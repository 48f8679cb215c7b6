//! Federation entity keys.
//!
//! A type with one or more `@key(fields: "...")` directives is an entity.
//! Each `fields` argument is a selection such as `id` or
//! `movie { id } actors { name }`; all keys of a type are merged into one
//! [`KeyField`] tree.

use crate::types::{TypeId, TypeKind};
use crate::TypeGraph;
use dgsgen_core::{CodegenError, Result};

/// Directive that marks a federated entity.
pub const KEY_DIRECTIVE: &str = "key";

/// A field named by an entity key, with the key fields selected below it.
#[derive(Debug, Clone, PartialEq, Eq)]
pub struct KeyField {
    pub name: String,
    pub selection: Vec<KeyField>,
}

impl KeyField {
    fn new(name: &str) -> Self {
        Self {
            name: name.to_string(),
            selection: Vec::new(),
        }
    }
}

/// Parses and merges `@key` field selections. Repeated names merge their sub-selections.
pub fn parse_key_fields<'s>(type_name: &str, sources: impl IntoIterator<Item = &'s str>) -> Result<Vec<KeyField>> {
    let mut root = Vec::new();
    for source in sources {
        let tokens = tokenize(source);
        let mut pos = 0;
        parse_selection(type_name, source, &tokens, &mut pos, &mut root, false)?;
    }
    if root.is_empty() {
        return Err(CodegenError::merge(type_name, "`@key` selects no fields"));
    }
    Ok(root)
}

fn tokenize(source: &str) -> Vec<&str> {
    let mut tokens = Vec::new();
    let mut start = None;
    for (i, c) in source.char_indices() {
        let separator = c.is_whitespace() || c == ',';
        if separator || c == '{' || c == '}' {
            if let Some(s) = start.take() {
                tokens.push(&source[s..i]);
            }
            if !separator {
                tokens.push(&source[i..i + 1]);
            }
        } else if start.is_none() {
            start = Some(i);
        }
    }
    if let Some(s) = start {
        tokens.push(&source[s..]);
    }
    tokens
}

fn parse_selection(
    type_name: &str,
    source: &str,
    tokens: &[&str],
    pos: &mut usize,
    into: &mut Vec<KeyField>,
    nested: bool,
) -> Result<()> {
    let unbalanced = || CodegenError::merge(type_name, format!("unbalanced braces in `@key(fields: \"{source}\")`"));
    while let Some(&token) = tokens.get(*pos) {
        *pos += 1;
        match token {
            "}" if nested => return Ok(()),
            "{" | "}" => return Err(unbalanced()),
            name => {
                let index = match into.iter().position(|field| field.name == name) {
                    Some(index) => index,
                    None => {
                        into.push(KeyField::new(name));
                        into.len() - 1
                    }
                };
                if tokens.get(*pos) == Some(&"{") {
                    *pos += 1;
                    parse_selection(type_name, source, tokens, pos, &mut into[index].selection, true)?;
                }
            }
        }
    }
    if nested {
        return Err(unbalanced());
    }
    Ok(())
}

/// Checks that every key field exists and that composite fields select sub-fields.
pub(crate) fn validate_keys(graph: &TypeGraph, id: TypeId, keys: &[KeyField]) -> Result<()> {
    let node = graph.get(id);
    for key in keys {
        let field = node.field(&key.name).ok_or_else(|| {
            CodegenError::merge(
                &node.name,
                format!("key field `{}` is not a field of `{}`", key.name, node.name),
            )
        })?;
        let target = graph.get(*field.ty.base());
        let composite = matches!(target.kind, TypeKind::Object | TypeKind::Interface);
        match (composite, key.selection.is_empty()) {
            (true, true) => {
                return Err(CodegenError::merge(
                    &node.name,
                    format!("key field `{}` of type `{}` must select its fields", key.name, target.name),
                ))
            }
            (false, false) => {
                return Err(CodegenError::merge(
                    &node.name,
                    format!("key field `{}` is a leaf and cannot select fields", key.name),
                ))
            }
            (true, false) => validate_keys(graph, target.id, &key.selection)?,
            (false, true) => {}
        }
    }
    Ok(())
}

#[cfg(test)]
mod tests {
    use super::*;

    fn names(keys: &[KeyField]) -> Vec<&str> {
        keys.iter().map(|key| key.name.as_str()).collect()
    }

    #[test]
    fn test_simple_and_compound_keys() {
        let keys = parse_key_fields("Movie", ["id", "title, year"]).unwrap();
        assert_eq!(names(&keys), ["id", "title", "year"]);
        assert!(keys.iter().all(|key| key.selection.is_empty()));
    }

    #[test]
    fn test_nested_keys_merge() {
        let keys = parse_key_fields("Cast", ["movie { id } actors { name }", "movie{title}"]).unwrap();
        assert_eq!(names(&keys), ["movie", "actors"]);
        assert_eq!(names(&keys[0].selection), ["id", "title"]);
        assert_eq!(names(&keys[1].selection), ["name"]);
    }

    #[test]
    fn test_malformed_keys() {
        assert!(parse_key_fields("Movie", ["movie { id"]).is_err());
        assert!(parse_key_fields("Movie", ["id }"]).is_err());
        assert!(parse_key_fields("Movie", ["{ id }"]).is_err());
        assert!(parse_key_fields("Movie", [" "]).is_err());
    }
}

- - - -

Copy out each line of the records where the word "TypeGraph" appears.

use crate::TypeGraph;
pub(crate) fn validate_keys(graph: &TypeGraph, id: TypeId, keys: &[KeyField]) -> Result<()> {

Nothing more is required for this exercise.